MAMMALS. To 14 May
London
MAMMALS
by Amelia Bullmore
Bush Theatre To 14 May 2005
Mon-Sat 8pm
Runs 1hr 50min One interval
TICKETS: 020 7610 4224
www.bushtheatre.co.uk
Review: Timothy Ramsden 21 April
Good Bush fare in a top-notch production.This production provokes a question probably not intended in Amelia Bullmore's neat if simplistic title. Do non-human species contain some members who live tidily and those who live in squalor? Are there tidy lions and tigers and untidy ones; would some giraffes not want to be seen dead living in conditions other giraffes think normal?
In this human household dad's arrival home lead to the floor being cleared and the sink emptied of dirty dishes. In other respects, Kev returns to mess up the life of assiduous housewife and mother Jane plus their 2 young daughters. We're just mammals at the mercy of urges, is his self-interested analysis as secretion-borne desires drop him in love with a business colleague, while still loving his wife. Every adult relationship, friendship, love and marriage, comes in for a bruising as glib reassurances clash against undermined self-respect.
And, yes, it has an impact on the children, particularly Jess, whose childhood innocence is starting to be tinged with sexual curiosity and physical itches. Jane sees her world threatened while her daughters demand attention with questions, at once urgent and detached, about life and death. This trio has the keenest writing. Helena Lymbury and Jane Hazlegrove catch 2 stages of childhood with wicked comic precision. Their ability to be intense about 6 different things in at least 3 different ways makes for some hilariously pertinent moments. Niamh Cusack's Jane is an outstanding creation, love and frustration expressed with both lightness and depth.

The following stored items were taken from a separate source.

//! Real-time connection and its handshake state machine.
//!
//! ```text
//! Connecting ──► Authenticating ──► Authenticated ──► Closed
//!                       │
//!                       └──────────► Rejected ──────► Closed
//! ```

use std::collections::BTreeSet;

use super::{
    entity::Identity,
    error::{AuthError, ConnectionError},
    value_object::{ConnectionId, RoomId},
};

const BEARER_PREFIX: &str = "Bearer ";

/// Credential-bearing fields of the WebSocket handshake
#[derive(Debug, Clone, Default, PartialEq, Eq)]
pub struct Handshake {
    /// `auth.token` (sent as the `token` query parameter)
    pub auth_token: Option<String>,
    /// `Authorization` header value
    pub authorization: Option<String>,
}

/// Extract the bearer credential from a handshake.
///
/// `auth_token` wins over `authorization`; empty values count as absent.
/// A `Bearer ` prefix is stripped from whichever value is used.
pub fn extract_credential(handshake: &Handshake) -> Option<String> {
    let raw = [&handshake.auth_token, &handshake.authorization]
        .into_iter()
        .flatten()
        .find(|value| !value.is_empty())?;

    Some(raw.strip_prefix(BEARER_PREFIX).unwrap_or(raw).to_string())
}

/// Connection lifecycle state
#[derive(Debug, Clone, PartialEq, Eq)]
pub enum ConnectionState {
    Connecting,
    Authenticating,
    Authenticated,
    Rejected(AuthError),
    Closed,
}

impl ConnectionState {
    fn name(&self) -> &'static str {
        match self {
            Self::Connecting => "connecting",
            Self::Authenticating => "authenticating",
            Self::Authenticated => "authenticated",
            Self::Rejected(_) => "rejected",
            Self::Closed => "closed",
        }
    }
}

/// One real-time client session, owned by the task serving its socket.
#[derive(Debug)]
pub struct Connection {
    id: ConnectionId,
    state: ConnectionState,
    identity: Option<Identity>,
    rooms: BTreeSet<RoomId>,
}

impl Connection {
    pub fn new() -> Self {
        Self::with_id(ConnectionId::generate())
    }

    pub fn with_id(id: ConnectionId) -> Self {
        Self {
            id,
            state: ConnectionState::Connecting,
            identity: None,
            rooms: BTreeSet::new(),
        }
    }

    pub fn id(&self) -> &ConnectionId {
        &self.id
    }

    pub fn state(&self) -> &ConnectionState {
        &self.state
    }

    pub fn identity(&self) -> Option<&Identity> {
        self.identity.as_ref()
    }

    pub fn rooms(&self) -> &BTreeSet<RoomId> {
        &self.rooms
    }

    pub fn is_open(&self) -> bool {
        !matches!(self.state, ConnectionState::Closed)
    }

    /// Connecting → Authenticating
    pub fn begin_authentication(&mut self) -> Result<(), ConnectionError> {
        self.transition(
            matches!(self.state, ConnectionState::Connecting),
            ConnectionState::Authenticating,
        )
    }

    /// Authenticating → Authenticated, attaching the identity and its rooms
    pub fn authenticate(
        &mut self,
        identity: Identity,
        rooms: BTreeSet<RoomId>,
    ) -> Result<(), ConnectionError> {
        self.transition(
            matches!(self.state, ConnectionState::Authenticating),
            ConnectionState::Authenticated,
        )?;
        self.identity = Some(identity);
        self.rooms = rooms;
        Ok(())
    }

    /// Connecting | Authenticating → Rejected
    pub fn reject(&mut self, reason: AuthError) -> Result<(), ConnectionError> {
        self.transition(
            matches!(
                self.state,
                ConnectionState::Connecting | ConnectionState::Authenticating
            ),
            ConnectionState::Rejected(reason),
        )
    }

    /// Any state → Closed. Returns the rooms the connection was in.
    pub fn close(&mut self) -> BTreeSet<RoomId> {
        self.state = ConnectionState::Closed;
        std::mem::take(&mut self.rooms)
    }

    fn transition(&mut self, allowed: bool, next: ConnectionState) -> Result<(), ConnectionError> {
        if !allowed {
            return Err(ConnectionError::InvalidTransition {
                from: self.state.name(),
                to: next.name(),
            });
        }
        self.state = next;
        Ok(())
    }
}

impl Default for Connection {
    fn default() -> Self {
        Self::new()
    }
}
//! UseCase 層のエラー定義

use thiserror::Error;

use crate::domain::{AuthError, ConnectionError, MessagePushError, RepositoryError};

/// 接続の認証処理のエラー
#[derive(Debug, Clone, PartialEq, Eq, Error)]
pub enum ConnectError {
    /// 認証失敗（接続は Rejected に遷移済み）
    #[error("connection rejected: {0}")]
    Rejected(#[from] AuthError),

    #[error(transparent)]
    InvalidState(#[from] ConnectionError),

    #[error("failed to register connection: {0}")]
    Registry(#[from] MessagePushError),
}

/// メトリクス集計のエラー
#[derive(Debug, Clone, PartialEq, Eq, Error)]
pub enum MetricsError {
    #[error("metrics query failed: {0}")]
    QueryFailed(#[from] RepositoryError),
}

/// レポート取得のエラー
#[derive(Debug, Clone, PartialEq, Eq, Error)]
pub enum FetchReportsError {
    #[error("report query failed: {0}")]
    QueryFailed(#[from] RepositoryError),

    /// 現在時刻から日付範囲を組み立てられない
    #[error("date range out of bounds")]
    DateRange,
}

Bullmore also writes a delightfully stylish part for the appallingly stylish Lorna (What man alive wouldn't want to be toyed with by Lorna? husband Phil rhetorically asks his friend Kev). Her high-fashion sefishness, caught in Nancy Carroll's no-nonsense briskness, goes with unfulfilled longing and evident inability to be a conscientious mother like Jane.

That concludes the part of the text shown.